:: Source material ::

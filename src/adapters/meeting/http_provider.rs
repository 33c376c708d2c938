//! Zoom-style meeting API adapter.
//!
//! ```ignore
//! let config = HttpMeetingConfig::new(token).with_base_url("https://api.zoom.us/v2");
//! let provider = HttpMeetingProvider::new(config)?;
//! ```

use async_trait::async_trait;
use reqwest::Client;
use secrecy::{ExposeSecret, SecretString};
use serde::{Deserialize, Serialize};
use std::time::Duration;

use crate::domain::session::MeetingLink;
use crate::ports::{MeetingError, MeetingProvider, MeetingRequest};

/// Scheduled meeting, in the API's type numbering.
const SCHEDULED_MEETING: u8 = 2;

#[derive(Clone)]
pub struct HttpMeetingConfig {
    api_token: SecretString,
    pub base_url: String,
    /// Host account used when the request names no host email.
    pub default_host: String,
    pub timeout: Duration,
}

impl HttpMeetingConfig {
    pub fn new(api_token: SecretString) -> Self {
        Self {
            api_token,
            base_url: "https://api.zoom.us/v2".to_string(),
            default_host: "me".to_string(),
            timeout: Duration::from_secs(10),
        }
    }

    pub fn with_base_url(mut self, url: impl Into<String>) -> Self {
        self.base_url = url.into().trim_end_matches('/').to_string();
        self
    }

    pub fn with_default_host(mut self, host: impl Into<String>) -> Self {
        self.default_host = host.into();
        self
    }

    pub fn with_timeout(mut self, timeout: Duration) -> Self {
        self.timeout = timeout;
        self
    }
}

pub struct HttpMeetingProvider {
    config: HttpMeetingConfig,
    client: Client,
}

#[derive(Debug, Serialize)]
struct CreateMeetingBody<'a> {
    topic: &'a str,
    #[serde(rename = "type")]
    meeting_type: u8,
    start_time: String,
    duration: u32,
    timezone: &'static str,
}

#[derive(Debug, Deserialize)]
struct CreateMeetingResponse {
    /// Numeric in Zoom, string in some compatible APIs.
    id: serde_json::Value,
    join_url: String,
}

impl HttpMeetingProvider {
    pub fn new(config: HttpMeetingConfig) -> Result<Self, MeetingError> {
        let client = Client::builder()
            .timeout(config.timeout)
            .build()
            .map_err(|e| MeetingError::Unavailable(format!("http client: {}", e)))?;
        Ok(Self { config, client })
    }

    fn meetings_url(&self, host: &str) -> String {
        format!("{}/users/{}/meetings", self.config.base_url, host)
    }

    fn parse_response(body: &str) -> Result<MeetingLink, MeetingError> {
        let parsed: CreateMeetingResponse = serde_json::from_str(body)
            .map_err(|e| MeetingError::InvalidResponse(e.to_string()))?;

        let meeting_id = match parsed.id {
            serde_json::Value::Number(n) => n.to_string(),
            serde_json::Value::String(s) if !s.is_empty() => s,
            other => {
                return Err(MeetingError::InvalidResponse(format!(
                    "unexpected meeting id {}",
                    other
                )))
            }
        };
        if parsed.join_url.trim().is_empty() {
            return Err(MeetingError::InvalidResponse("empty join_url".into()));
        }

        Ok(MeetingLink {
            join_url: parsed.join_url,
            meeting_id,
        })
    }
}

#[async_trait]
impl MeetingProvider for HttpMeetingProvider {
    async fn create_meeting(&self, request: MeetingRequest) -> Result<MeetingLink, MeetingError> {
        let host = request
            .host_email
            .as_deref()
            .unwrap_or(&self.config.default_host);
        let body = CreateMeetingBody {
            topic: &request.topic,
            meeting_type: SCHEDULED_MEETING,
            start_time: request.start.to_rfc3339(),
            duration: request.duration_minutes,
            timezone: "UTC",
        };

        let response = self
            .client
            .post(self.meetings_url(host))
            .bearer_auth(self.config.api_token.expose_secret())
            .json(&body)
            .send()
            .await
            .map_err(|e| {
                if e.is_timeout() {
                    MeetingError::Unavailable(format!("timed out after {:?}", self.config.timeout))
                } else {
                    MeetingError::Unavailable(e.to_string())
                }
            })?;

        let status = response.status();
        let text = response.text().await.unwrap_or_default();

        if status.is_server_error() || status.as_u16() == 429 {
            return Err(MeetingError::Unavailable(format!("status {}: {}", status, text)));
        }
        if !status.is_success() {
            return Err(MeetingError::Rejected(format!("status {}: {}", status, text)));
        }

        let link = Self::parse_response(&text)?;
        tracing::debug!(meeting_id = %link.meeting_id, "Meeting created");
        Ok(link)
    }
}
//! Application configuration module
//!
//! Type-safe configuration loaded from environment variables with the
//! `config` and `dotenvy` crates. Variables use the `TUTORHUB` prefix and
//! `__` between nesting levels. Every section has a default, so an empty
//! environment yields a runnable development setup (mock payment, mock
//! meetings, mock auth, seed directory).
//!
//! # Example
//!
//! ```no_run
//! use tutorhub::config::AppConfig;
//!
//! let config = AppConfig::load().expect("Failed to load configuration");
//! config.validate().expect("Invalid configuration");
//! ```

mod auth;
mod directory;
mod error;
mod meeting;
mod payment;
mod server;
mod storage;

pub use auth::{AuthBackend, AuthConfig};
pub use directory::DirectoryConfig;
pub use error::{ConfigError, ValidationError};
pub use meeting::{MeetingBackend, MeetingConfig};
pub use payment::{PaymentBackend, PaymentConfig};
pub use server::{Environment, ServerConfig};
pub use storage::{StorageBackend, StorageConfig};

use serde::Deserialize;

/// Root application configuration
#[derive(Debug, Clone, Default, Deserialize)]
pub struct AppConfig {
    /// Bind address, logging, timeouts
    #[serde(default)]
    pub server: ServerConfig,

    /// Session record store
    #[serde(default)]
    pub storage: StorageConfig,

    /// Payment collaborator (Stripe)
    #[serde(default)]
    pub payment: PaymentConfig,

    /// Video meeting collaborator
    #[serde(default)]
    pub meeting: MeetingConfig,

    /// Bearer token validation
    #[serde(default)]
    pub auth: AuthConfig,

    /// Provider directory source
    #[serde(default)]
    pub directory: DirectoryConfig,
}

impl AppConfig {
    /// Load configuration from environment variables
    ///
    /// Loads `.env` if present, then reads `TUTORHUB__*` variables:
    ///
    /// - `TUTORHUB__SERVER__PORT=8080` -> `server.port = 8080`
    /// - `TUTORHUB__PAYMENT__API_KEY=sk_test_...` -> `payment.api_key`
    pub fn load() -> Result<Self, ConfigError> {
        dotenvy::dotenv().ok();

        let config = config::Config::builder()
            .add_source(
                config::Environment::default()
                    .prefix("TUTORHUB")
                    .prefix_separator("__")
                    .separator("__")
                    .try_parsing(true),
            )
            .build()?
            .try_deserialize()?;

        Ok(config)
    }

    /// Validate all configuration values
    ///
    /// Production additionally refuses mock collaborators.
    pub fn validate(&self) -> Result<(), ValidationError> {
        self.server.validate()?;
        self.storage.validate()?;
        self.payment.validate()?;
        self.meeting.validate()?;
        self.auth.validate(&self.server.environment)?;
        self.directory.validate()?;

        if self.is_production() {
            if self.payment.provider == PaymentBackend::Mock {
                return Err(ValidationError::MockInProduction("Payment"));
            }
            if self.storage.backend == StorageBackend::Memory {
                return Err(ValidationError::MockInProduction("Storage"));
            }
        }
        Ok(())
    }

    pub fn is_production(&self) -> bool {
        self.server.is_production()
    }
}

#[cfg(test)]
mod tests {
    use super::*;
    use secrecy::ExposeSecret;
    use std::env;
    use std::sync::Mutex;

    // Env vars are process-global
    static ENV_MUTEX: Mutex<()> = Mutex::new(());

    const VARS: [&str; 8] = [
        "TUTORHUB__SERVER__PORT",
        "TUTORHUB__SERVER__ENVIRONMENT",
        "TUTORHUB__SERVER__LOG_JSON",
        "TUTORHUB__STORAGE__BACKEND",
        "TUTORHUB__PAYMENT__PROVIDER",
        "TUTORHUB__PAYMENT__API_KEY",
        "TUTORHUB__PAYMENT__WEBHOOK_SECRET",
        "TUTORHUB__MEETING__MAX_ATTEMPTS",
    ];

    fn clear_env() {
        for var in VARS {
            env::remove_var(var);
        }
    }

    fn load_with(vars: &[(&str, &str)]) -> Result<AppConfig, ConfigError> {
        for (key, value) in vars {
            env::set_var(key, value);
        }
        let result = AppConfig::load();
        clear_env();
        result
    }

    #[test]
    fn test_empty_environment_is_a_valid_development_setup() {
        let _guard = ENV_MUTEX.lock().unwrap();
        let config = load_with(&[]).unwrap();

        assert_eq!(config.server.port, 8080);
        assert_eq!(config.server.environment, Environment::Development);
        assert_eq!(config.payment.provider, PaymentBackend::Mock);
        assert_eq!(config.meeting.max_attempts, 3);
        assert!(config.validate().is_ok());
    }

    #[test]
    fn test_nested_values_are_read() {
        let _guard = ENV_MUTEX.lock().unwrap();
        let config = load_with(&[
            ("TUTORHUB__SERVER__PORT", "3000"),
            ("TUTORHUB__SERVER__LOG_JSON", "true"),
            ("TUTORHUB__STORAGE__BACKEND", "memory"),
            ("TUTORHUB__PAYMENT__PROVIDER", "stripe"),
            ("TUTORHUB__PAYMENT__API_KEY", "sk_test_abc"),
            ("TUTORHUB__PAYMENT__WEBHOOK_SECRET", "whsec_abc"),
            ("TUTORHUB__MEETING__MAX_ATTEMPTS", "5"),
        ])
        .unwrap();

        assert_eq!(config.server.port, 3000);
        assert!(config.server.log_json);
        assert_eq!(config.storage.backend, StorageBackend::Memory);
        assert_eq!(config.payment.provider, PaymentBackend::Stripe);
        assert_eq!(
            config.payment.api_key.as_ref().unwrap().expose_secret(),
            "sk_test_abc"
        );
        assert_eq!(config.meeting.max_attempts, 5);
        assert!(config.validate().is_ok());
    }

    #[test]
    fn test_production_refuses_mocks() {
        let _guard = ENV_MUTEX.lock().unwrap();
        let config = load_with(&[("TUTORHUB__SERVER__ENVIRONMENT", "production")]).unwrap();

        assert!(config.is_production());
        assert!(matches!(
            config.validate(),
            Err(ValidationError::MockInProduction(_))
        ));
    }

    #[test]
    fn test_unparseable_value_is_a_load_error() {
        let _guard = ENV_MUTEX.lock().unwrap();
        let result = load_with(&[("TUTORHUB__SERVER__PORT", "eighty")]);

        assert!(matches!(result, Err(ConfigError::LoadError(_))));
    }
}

:::

Work order: Among the records, find each line where the word "builder" occurs, and copy it.

Output for this task:
        let client = Client::builder()
        let config = config::Config::builder()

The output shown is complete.